**Exercise aim**
Begin at the first line below and copy each line exactly, ending with the line where "or detached scrap" appears.

-------- Records shown

//! Capabilities the host provides to a layout algorithm.
//!
//! A layout pass receives a [`LayoutContext`] bundling the container, the
//! recycler and the pass state. Nothing here is retained between passes.

use crate::error::LayoutError;
use crate::geometry::{Insets, Rect, Size};
use crate::view::{ViewHandle, ViewState};

/// Container geometry plus the attach/detach/measure/position primitives.
///
/// Children are ordered from the start edge to the end edge of the layout
/// axis; index 0 is the child closest to the start.
pub trait LayoutContainer {
    /// Container width in pixels, padding included.
    fn width(&self) -> i32;

    /// Container height in pixels, padding included.
    fn height(&self) -> i32;

    fn padding(&self) -> Insets;

    fn child_count(&self) -> usize;

    fn child_at(&self, index: usize) -> Option<ViewHandle>;

    /// Layout params of a view. `None` means the view is unknown to the container.
    fn view_state(&self, view: ViewHandle) -> Option<ViewState>;

    /// Attaches `view` at `index`, or after the last child when `index` is `None`.
    ///
    /// `view` is either freshly obtained from the recycler or detached scrap
    /// of the current pass.
    fn add_view(&mut self, view: ViewHandle, index: Option<usize>);

    /// Like [`add_view`](Self::add_view), for a view that is about to
    /// disappear and is only laid out so it can be animated away.
    fn add_disappearing_view(&mut self, view: ViewHandle, index: Option<usize>);

    /// Detaches the child at `index` without discarding its measurement.
    fn detach_view_at(&mut self, index: usize) -> Option<ViewHandle>;

    /// Removes the child at `index` from the container.
    fn remove_view_at(&mut self, index: usize) -> Option<ViewHandle>;

    /// Finishes removal of a view previously detached with
    /// [`detach_view_at`](Self::detach_view_at).
    fn remove_detached_view(&mut self, view: ViewHandle);

    /// Measures `view` against the container size minus padding, the used
    /// space, decoration insets and the view's margins.
    fn measure_child_with_margins(&mut self, view: ViewHandle, width_used: i32, height_used: i32);

    /// Measured size including decoration insets and margins.
    fn decorated_measured_size(&self, view: ViewHandle) -> Option<Size>;

    /// Current box including decoration insets and margins.
    fn decorated_bounds_with_margins(&self, view: ViewHandle) -> Option<Rect>;

    /// Decorated box with any pending animation translation applied.
    fn transformed_bounds_with_margins(&self, view: ViewHandle) -> Option<Rect>;

    /// Positions `view` so that its decorated, margin-inclusive box is `bounds`.
    fn layout_decorated_with_margins(&mut self, view: ViewHandle, bounds: Rect);

    fn offset_children_vertical(&mut self, dy: i32);

    fn offset_children_horizontal(&mut self, dx: i32);
}

/// Host-side source of bound views and sink of retired ones.
pub trait Recycler {
    /// Returns a view bound to `position`: reused from a pool or newly created.
    fn view_for_position(&mut self, position: usize) -> ViewHandle;

    /// Takes back a view that is no longer attached. The engine drops the
    /// handle right after this call.
    fn recycle_view(&mut self, view: ViewHandle);
}

/// Data-set facts for the current pass.
#[derive(Clone, Copy, Debug, Default, PartialEq, Eq)]
pub struct LayoutPassState {
    /// Number of items in the data set, queried live for this pass.
    pub item_count: usize,

    /// Whether this is the pre-layout of a predictive animation run.
    pub is_pre_layout: bool,
}

impl LayoutPassState {
    pub fn new(item_count: usize) -> Self {
        Self {
            item_count,
            is_pre_layout: false,
        }
    }

    pub fn pre_layout(item_count: usize) -> Self {
        Self {
            item_count,
            is_pre_layout: true,
        }
    }
}

/// Capabilities handed to a layout algorithm for one pass.
pub struct LayoutContext<'a> {
    pub container: &'a mut dyn LayoutContainer,
    pub recycler: &'a mut dyn Recycler,
    pub state: LayoutPassState,
}

impl<'a> LayoutContext<'a> {
    pub fn new(
        container: &'a mut dyn LayoutContainer,
        recycler: &'a mut dyn Recycler,
        state: LayoutPassState,
    ) -> Self {
        Self {
            container,
            recycler,
            state,
        }
    }

    pub fn item_count(&self) -> usize {
        self.state.item_count
    }

    /// Read-only view of the container.
    pub fn container(&self) -> &dyn LayoutContainer {
        &*self.container
    }

    pub fn child_count(&self) -> usize {
        self.container.child_count()
    }

    /// Child at `index`, treating a missing child below `child_count` as a
    /// contract violation.
    pub fn child_at(&self, index: usize) -> Result<ViewHandle, LayoutError> {
        self.container
            .child_at(index)
            .ok_or(LayoutError::ChildOutOfBounds {
                index,
                child_count: self.container.child_count(),
            })
    }

    pub fn view_state(&self, view: ViewHandle) -> Result<ViewState, LayoutError> {
        self.container
            .view_state(view)
            .ok_or(LayoutError::MissingLayoutParams { view })
    }

    /// Logical position of an attached view.
    pub fn position_of(&self, view: ViewHandle) -> Result<usize, LayoutError> {
        self.view_state(view).map(|state| state.position)
    }

    /// Removes the child at `index` and hands it back to the recycler.
    pub fn remove_and_recycle_view_at(&mut self, index: usize) -> Result<ViewHandle, LayoutError> {
        let view = self
            .container
            .remove_view_at(index)
            .ok_or(LayoutError::ChildOutOfBounds {
                index,
                child_count: self.container.child_count(),
            })?;
        self.recycler.recycle_view(view);
        Ok(view)
    }
}

impl std::fmt::Debug for LayoutContext<'_> {
    fn fmt(&self, f: &mut std::fmt::Formatter<'_>) -> std::fmt::Result {
        f.debug_struct("LayoutContext")
            .field("child_count", &self.container.child_count())
            .field("state", &self.state)
            .finish()
    }
}

/// A layout algorithm driven by the host.
///
/// Calls run to completion on the caller's thread. A returned error means the
/// pass was abandoned; the host retries with a fresh
/// [`on_layout_children`](Self::on_layout_children).
pub trait LayoutAlgorithm {
    /// Lays out children from scratch.
    fn on_layout_children(&mut self, ctx: &mut LayoutContext<'_>) -> Result<(), LayoutError>;

    /// Scrolls by `dy` pixels (positive toward the bottom) and returns the
    /// amount actually consumed.
    fn scroll_vertically_by(
        &mut self,
        dy: i32,
        ctx: &mut LayoutContext<'_>,
    ) -> Result<i32, LayoutError>;

    /// Scrolls by `dx` pixels (positive toward the right) and returns the
    /// amount actually consumed.
    fn scroll_horizontally_by(
        &mut self,
        dx: i32,
        ctx: &mut LayoutContext<'_>,
    ) -> Result<i32, LayoutError>;

    fn can_scroll_vertically(&self) -> bool;

    fn can_scroll_horizontally(&self) -> bool;

    fn supports_predictive_item_animations(&self) -> bool {
        false
    }
}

----------------

**Answer to the problem**
//! Capabilities the host provides to a layout algorithm.
//!
//! A layout pass receives a [`LayoutContext`] bundling the container, the
//! recycler and the pass state. Nothing here is retained between passes.

use crate::error::LayoutError;
use crate::geometry::{Insets, Rect, Size};
use crate::view::{ViewHandle, ViewState};

/// Container geometry plus the attach/detach/measure/position primitives.
///
/// Children are ordered from the start edge to the end edge of the layout
/// axis; index 0 is the child closest to the start.
pub trait LayoutContainer {
    /// Container width in pixels, padding included.
    fn width(&self) -> i32;

    /// Container height in pixels, padding included.
    fn height(&self) -> i32;

    fn padding(&self) -> Insets;

    fn child_count(&self) -> usize;

    fn child_at(&self, index: usize) -> Option<ViewHandle>;

    /// Layout params of a view. `None` means the view is unknown to the container.
    fn view_state(&self, view: ViewHandle) -> Option<ViewState>;

    /// Attaches `view` at `index`, or after the last child when `index` is `None`.
    ///
    /// `view` is either freshly obtained from the recycler or detached scrap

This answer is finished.